The housing situation is especially difficult for sailors assigned to the base who are living away from their families – who are already waiting to rent homes on base, the sailor said.

“I got a sailor on my couch who has been here for two weeks without a home, [he] has until the 17th of June to move into base housing,” the sailor said. “Then he will bring his wife and 1-year -old back down here. He’s thinking about getting an Airbnb because he misses his family and it’s his only option.”

Navy photo
Naval Air Station Key West, Florida, is making available 36 vacation rental trailers to junior enlisted sailors, whose barracks have been closed. (Photo courtesy Naval Air Station Key West, Florida.)

Rep. Carlos Antonio Gimenez, a Republican Congressman whose district includes Key West, said that his office is talking to officials at the base about the housing issue. “We all share a commitment to ensuring our service members have access to quality and affordable housing,” Gimenez said in a statement to Task & Purpose.

Some commenters on social media have pointed out that the Naval Air Station Key West has long had a lack of affordable housing for enlisted sailors. One Navy veteran told Task & Purpose that he lived in a tent on the base’s campground for roughly a week in January 2019 because he could not find an apartment within his budget.

“The single E-4 BAH [Basic Allowance for Housing] rates are barely enough to get a livable place in town down there if you’re lucky and the housing waitlist was at least a couple of months long,” said the veteran, who asked not to be identified to avoid any recriminations from the Navy.

The Naval Air Station Key West housing situation is just the latest example of sailors facing untenable living conditions. In February, Navy Times revealed that sailors at Walter Reed Army Medical Center in Bethesda, Maryland, had gone without hot water in their barracks for years, forcing the Navy to finally fix the problems.

More recently, the Navy began moving sailors off the aircraft carrier USS George Washington, where several crew members have died by suicide as the ship has undergone a lengthy renovation.

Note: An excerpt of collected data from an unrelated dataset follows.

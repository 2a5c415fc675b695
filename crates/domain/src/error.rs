//! Error types for the builder domain.
//!
//! Guard failures on actions are not errors: mutators report them by
//! returning `false`. `DomainError` covers the paths that take outside input,
//! namely name parsing and sheet import.

use thiserror::Error;

/// Unified error type for domain operations
#[derive(Debug, Error, Clone, PartialEq, Eq)]
pub enum DomainError {
    /// Document or field failed to parse
    #[error("Parse error: {0}")]
    Parse(String),

    /// A parsed value is outside its allowed shape or range
    #[error("Validation failed: {0}")]
    Validation(String),

    /// A value conflicts with another part of the character
    #[error("Constraint violation: {0}")]
    Constraint(String),
}

impl DomainError {
    /// Creates a parse error for string-to-type conversion failures.
    ///
    /// Use this in `FromStr` implementations when the input string doesn't
    /// match any known name, and when an imported document is not valid JSON.
    pub fn parse(msg: impl Into<String>) -> Self {
        Self::Parse(msg.into())
    }

    /// Create a validation error
    pub fn validation(msg: impl Into<String>) -> Self {
        Self::Validation(msg.into())
    }

    /// Create a constraint violation error
    pub fn constraint(msg: impl Into<String>) -> Self {
        Self::Constraint(msg.into())
    }
}

impl From<serde_json::Error> for DomainError {
    fn from(err: serde_json::Error) -> Self {
        Self::Parse(err.to_string())
    }
}

#[cfg(test)]
mod tests {
    use super::*;

    #[test]
    fn test_validation_error() {
        let err = DomainError::validation("virtues must be at least 1");
        assert!(matches!(err, DomainError::Validation(_)));
        assert_eq!(err.to_string(), "Validation failed: virtues must be at least 1");
    }

    #[test]
    fn test_constraint_error() {
        let err = DomainError::constraint("Thaumaturgy is not a Brujah discipline");
        assert!(matches!(err, DomainError::Constraint(_)));
        assert_eq!(
            err.to_string(),
            "Constraint violation: Thaumaturgy is not a Brujah discipline"
        );
    }

    #[test]
    fn test_from_json_error() {
        let json_err = serde_json::from_str::<serde_json::Value>("{").unwrap_err();
        let domain_err: DomainError = json_err.into();
        assert!(matches!(domain_err, DomainError::Parse(_)));
    }
}
//! Infrastructure layer - ports and their concrete implementations.

pub mod clock;
pub mod ports;
pub mod sheet_store;
//! Rules of the V20 point-buy builder.
//!
//! - `allocation`: base dots against priority and pool budgets
//! - `freebies`: the secondary currency and its refunds
//! - `derivation`: clamped totals and values computed from them
//!
//! All three extend `CharacterState` with inherent methods.

mod allocation;
mod derivation;
mod freebies;

pub use allocation::{
    BasePool, ConceptField, PoolStatus, SheetSection, BACKGROUND_BUDGET, DISCIPLINE_BUDGET,
    VIRTUE_BUDGET,
};
pub use derivation::{UnlockedPower, COMPOSITE_CAP, SPECIALTY_THRESHOLD, TRAIT_CAP};
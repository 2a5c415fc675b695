//! Static catalog served to clients: vocabularies, clans, powers, tiers,
//! and freebie prices.

use serde::Serialize;
use vtm_builder_domain::reference::GENERATION_TABLE;
use vtm_builder_domain::{
    Ability, AbilityCategory, Attribute, AttributeGroup, Background, Clan, Discipline,
    FreebieTarget, GenerationInfo, PowerInfo, Virtue, NATURES, STARTING_FREEBIES,
};

#[derive(Debug, Clone, Serialize)]
#[serde(rename_all = "camelCase")]
pub struct ReferenceData {
    pub attribute_groups: Vec<NamedGroup>,
    pub ability_categories: Vec<NamedGroup>,
    pub backgrounds: Vec<&'static str>,
    pub virtues: Vec<&'static str>,
    pub clans: Vec<ClanEntry>,
    pub disciplines: Vec<DisciplineEntry>,
    pub generations: Vec<GenerationInfo>,
    pub natures: Vec<&'static str>,
    pub freebie_costs: Vec<CostEntry>,
    pub starting_freebies: u32,
}

#[derive(Debug, Clone, Serialize)]
pub struct NamedGroup {
    pub name: &'static str,
    pub traits: Vec<&'static str>,
}

#[derive(Debug, Clone, Serialize)]
pub struct ClanEntry {
    pub name: &'static str,
    pub disciplines: Vec<&'static str>,
}

#[derive(Debug, Clone, Serialize)]
pub struct DisciplineEntry {
    pub name: &'static str,
    pub powers: &'static [PowerInfo],
}

#[derive(Debug, Clone, Serialize)]
pub struct CostEntry {
    pub kind: &'static str,
    pub cost: u32,
}

pub fn reference_data() -> ReferenceData {
    ReferenceData {
        attribute_groups: AttributeGroup::ALL
            .into_iter()
            .map(|g| NamedGroup {
                name: g.display_name(),
                traits: g.attributes().iter().map(|a| a.display_name()).collect(),
            })
            .collect(),
        ability_categories: AbilityCategory::ALL
            .into_iter()
            .map(|c| NamedGroup {
                name: c.display_name(),
                traits: c.abilities().iter().map(|a| a.display_name()).collect(),
            })
            .collect(),
        backgrounds: Background::ALL.iter().map(|b| b.display_name()).collect(),
        virtues: Virtue::ALL.iter().map(|v| v.display_name()).collect(),
        clans: Clan::ALL
            .iter()
            .map(|c| ClanEntry {
                name: c.display_name(),
                disciplines: c.disciplines().iter().map(|d| d.display_name()).collect(),
            })
            .collect(),
        disciplines: Discipline::ALL
            .iter()
            .map(|d| DisciplineEntry {
                name: d.display_name(),
                powers: d.powers(),
            })
            .collect(),
        generations: GENERATION_TABLE.to_vec(),
        natures: NATURES.to_vec(),
        freebie_costs: [
            FreebieTarget::Attribute(Attribute::Strength),
            FreebieTarget::Ability(Ability::Alertness),
            FreebieTarget::Discipline(Discipline::Animalism),
            FreebieTarget::Background(Background::Allies),
            FreebieTarget::Virtue(Virtue::Conscience),
            FreebieTarget::Humanity,
            FreebieTarget::Willpower,
        ]
        .iter()
        .map(|t| CostEntry {
            kind: cost_kind(t),
            cost: t.cost(),
        })
        .collect(),
        starting_freebies: STARTING_FREEBIES,
    }
}

fn cost_kind(target: &FreebieTarget) -> &'static str {
    match target {
        FreebieTarget::Attribute(_) => "attribute",
        FreebieTarget::Ability(_) => "ability",
        FreebieTarget::Discipline(_) => "discipline",
        FreebieTarget::Background(_) => "background",
        FreebieTarget::Virtue(_) => "virtue",
        FreebieTarget::Humanity => "humanity",
        FreebieTarget::Willpower => "willpower",
    }
}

But the Navy only acted after its top enlisted sailor told the George Washington’s crew that there was nothing anyone could do to make the ship more habitable.

“What you’re not doing is sleeping in a foxhole like a Marine might be doing,” Master Chief Petty Officer of the Navy Russell Smith told sailors aboard the George Washington on April 22. “What you are doing is going home at night, most nights, unlike the [deployed aircraft carrier] Harry S Truman. So, when you’re here, some of it is that you have some more stability in that you’re here. The downside is some of the shit that you have to go through logistically will drive you crazy.”